[Data entries]
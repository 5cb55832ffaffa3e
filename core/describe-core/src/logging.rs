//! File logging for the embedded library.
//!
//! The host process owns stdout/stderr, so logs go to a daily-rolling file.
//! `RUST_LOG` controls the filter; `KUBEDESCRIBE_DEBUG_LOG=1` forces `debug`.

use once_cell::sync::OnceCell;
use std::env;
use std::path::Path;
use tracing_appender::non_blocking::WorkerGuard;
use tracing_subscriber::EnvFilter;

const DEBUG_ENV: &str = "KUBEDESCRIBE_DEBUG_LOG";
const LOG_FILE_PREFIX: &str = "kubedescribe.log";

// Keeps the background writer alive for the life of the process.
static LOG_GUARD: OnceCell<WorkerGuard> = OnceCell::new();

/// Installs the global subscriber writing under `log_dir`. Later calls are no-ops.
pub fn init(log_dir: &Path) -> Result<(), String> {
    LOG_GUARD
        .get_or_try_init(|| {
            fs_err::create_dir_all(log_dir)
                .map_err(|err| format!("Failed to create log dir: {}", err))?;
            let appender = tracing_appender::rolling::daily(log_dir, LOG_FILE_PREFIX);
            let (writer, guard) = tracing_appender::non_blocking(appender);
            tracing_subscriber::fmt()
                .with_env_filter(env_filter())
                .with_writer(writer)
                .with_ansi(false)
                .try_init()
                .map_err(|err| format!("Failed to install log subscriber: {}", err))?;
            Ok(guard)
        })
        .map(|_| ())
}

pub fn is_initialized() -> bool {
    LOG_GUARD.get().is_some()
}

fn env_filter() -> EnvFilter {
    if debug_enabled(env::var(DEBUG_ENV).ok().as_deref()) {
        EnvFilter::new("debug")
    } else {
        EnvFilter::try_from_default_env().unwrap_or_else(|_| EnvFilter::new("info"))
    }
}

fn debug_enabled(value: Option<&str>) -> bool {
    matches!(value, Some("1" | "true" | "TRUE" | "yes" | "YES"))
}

==

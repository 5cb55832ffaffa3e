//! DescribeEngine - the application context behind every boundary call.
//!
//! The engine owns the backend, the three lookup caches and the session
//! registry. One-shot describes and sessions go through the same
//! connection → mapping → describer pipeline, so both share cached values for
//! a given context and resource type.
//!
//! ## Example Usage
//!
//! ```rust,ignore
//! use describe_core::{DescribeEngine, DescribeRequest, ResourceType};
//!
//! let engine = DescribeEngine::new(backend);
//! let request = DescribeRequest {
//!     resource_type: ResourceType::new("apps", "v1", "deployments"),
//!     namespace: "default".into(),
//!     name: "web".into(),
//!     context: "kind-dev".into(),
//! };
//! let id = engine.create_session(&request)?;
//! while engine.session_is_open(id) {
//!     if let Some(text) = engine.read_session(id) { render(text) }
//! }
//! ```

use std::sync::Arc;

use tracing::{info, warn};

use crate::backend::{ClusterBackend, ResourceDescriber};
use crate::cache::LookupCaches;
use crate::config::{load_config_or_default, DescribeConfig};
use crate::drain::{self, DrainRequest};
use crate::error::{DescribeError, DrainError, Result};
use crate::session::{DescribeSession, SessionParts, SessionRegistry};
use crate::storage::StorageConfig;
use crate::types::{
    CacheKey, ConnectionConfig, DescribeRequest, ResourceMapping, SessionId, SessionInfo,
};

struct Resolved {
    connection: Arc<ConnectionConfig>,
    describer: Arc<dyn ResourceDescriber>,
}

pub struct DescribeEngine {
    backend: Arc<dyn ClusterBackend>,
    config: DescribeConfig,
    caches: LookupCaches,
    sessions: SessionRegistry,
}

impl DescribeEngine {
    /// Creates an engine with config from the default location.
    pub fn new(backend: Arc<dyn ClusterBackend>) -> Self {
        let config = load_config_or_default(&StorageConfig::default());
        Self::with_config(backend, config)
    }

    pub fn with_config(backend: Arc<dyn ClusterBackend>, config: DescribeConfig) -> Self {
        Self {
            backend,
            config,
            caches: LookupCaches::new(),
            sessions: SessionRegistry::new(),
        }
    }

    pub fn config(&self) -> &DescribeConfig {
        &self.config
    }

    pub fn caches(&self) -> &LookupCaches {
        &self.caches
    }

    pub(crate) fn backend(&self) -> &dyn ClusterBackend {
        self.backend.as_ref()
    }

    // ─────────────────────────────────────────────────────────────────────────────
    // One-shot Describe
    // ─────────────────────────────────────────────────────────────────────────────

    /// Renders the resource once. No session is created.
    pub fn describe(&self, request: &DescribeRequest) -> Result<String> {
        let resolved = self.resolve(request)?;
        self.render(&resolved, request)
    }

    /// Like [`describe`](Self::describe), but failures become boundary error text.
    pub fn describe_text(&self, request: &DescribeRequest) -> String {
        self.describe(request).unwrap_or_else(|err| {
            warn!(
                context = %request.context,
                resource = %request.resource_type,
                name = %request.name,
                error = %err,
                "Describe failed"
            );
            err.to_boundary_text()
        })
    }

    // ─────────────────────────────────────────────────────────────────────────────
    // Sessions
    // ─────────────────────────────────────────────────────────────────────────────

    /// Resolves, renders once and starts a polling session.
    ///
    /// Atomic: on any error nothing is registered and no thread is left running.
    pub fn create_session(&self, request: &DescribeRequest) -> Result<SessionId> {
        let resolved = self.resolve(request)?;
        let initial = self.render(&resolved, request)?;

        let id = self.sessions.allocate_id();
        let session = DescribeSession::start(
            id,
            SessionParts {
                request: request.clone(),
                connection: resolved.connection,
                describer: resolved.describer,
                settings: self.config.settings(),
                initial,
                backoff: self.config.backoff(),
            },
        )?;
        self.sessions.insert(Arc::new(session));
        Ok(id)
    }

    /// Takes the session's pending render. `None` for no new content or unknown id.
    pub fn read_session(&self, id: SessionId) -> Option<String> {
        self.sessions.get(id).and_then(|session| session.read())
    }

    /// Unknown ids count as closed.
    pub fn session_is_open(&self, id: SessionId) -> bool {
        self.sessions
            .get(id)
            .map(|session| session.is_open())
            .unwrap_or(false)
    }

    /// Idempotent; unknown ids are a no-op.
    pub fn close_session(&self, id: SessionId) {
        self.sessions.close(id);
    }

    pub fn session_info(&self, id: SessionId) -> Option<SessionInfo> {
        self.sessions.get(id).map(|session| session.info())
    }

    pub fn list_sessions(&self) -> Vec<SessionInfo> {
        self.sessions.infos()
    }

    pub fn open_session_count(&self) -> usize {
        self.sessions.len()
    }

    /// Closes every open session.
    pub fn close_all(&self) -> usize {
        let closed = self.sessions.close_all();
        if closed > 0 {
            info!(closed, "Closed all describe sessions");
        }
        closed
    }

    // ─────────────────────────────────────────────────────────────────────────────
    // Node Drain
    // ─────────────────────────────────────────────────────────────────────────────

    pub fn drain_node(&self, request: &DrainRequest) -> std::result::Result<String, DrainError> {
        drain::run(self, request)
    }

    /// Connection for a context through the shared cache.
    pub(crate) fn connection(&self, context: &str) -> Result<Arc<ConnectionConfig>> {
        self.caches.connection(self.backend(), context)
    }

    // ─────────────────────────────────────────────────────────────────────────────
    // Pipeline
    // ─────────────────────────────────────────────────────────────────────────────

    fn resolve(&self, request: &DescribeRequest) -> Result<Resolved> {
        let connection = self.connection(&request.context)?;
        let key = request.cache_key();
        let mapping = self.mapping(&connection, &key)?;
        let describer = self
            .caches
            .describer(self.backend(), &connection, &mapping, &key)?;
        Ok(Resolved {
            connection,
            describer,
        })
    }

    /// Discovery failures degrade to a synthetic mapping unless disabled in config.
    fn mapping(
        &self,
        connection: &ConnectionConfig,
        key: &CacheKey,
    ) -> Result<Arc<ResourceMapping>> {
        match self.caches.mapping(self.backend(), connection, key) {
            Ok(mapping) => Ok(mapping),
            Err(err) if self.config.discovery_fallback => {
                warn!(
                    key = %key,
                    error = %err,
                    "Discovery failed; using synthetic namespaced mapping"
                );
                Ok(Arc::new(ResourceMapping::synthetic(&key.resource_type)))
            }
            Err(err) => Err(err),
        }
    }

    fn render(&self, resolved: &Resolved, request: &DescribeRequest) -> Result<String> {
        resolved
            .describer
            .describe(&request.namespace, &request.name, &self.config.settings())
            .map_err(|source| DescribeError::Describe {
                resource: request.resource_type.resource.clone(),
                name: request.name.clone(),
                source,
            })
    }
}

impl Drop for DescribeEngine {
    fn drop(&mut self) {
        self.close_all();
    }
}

* * *

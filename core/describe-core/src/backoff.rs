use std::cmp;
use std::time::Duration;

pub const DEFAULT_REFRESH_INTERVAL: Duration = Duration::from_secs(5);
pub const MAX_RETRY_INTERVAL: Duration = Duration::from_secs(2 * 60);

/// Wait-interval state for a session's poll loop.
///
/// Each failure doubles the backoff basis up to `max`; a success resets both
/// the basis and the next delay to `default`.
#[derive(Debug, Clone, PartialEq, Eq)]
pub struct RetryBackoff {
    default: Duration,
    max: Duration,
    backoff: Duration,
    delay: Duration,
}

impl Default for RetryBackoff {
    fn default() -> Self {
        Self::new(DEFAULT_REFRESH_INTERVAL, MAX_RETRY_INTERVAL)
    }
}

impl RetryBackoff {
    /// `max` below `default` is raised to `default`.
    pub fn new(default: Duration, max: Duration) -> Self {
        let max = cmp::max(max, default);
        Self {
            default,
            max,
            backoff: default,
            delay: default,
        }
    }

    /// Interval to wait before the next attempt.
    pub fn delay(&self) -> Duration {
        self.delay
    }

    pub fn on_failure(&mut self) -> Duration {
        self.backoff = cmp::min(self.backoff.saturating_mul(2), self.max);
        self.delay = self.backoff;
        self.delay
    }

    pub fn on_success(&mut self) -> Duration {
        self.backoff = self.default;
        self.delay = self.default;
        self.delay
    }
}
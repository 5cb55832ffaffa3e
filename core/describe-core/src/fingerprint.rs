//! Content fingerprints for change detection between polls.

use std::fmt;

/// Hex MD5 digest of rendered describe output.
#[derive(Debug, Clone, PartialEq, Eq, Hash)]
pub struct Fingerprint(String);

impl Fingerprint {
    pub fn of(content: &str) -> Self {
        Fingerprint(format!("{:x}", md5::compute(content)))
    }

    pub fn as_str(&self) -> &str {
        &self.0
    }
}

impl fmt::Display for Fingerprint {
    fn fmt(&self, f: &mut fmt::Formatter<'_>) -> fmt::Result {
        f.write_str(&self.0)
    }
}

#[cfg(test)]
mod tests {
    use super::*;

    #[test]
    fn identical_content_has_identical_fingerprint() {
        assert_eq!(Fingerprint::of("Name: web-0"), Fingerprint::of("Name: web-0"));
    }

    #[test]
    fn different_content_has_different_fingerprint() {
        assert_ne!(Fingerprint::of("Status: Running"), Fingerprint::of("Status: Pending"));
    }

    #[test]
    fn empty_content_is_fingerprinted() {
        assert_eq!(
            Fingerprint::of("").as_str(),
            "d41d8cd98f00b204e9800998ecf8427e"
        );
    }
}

WORK ORDER
Taking the entries above, write out exactly each line from the one holding "self.sessions.get(id).and_then(|session| session.read())" to the one holding "let key = request.cache_key();", both included, and stop there.

SOLVED PROBLEM
        self.sessions.get(id).and_then(|session| session.read())
    }

    /// Unknown ids count as closed.
    pub fn session_is_open(&self, id: SessionId) -> bool {
        self.sessions
            .get(id)
            .map(|session| session.is_open())
            .unwrap_or(false)
    }

    /// Idempotent; unknown ids are a no-op.
    pub fn close_session(&self, id: SessionId) {
        self.sessions.close(id);
    }

    pub fn session_info(&self, id: SessionId) -> Option<SessionInfo> {
        self.sessions.get(id).map(|session| session.info())
    }

    pub fn list_sessions(&self) -> Vec<SessionInfo> {
        self.sessions.infos()
    }

    pub fn open_session_count(&self) -> usize {
        self.sessions.len()
    }

    /// Closes every open session.
    pub fn close_all(&self) -> usize {
        let closed = self.sessions.close_all();
        if closed > 0 {
            info!(closed, "Closed all describe sessions");
        }
        closed
    }

    // ─────────────────────────────────────────────────────────────────────────────
    // Node Drain
    // ─────────────────────────────────────────────────────────────────────────────

    pub fn drain_node(&self, request: &DrainRequest) -> std::result::Result<String, DrainError> {
        drain::run(self, request)
    }

    /// Connection for a context through the shared cache.
    pub(crate) fn connection(&self, context: &str) -> Result<Arc<ConnectionConfig>> {
        self.caches.connection(self.backend(), context)
    }

    // ─────────────────────────────────────────────────────────────────────────────
    // Pipeline
    // ─────────────────────────────────────────────────────────────────────────────

    fn resolve(&self, request: &DescribeRequest) -> Result<Resolved> {
        let connection = self.connection(&request.context)?;
        let key = request.cache_key();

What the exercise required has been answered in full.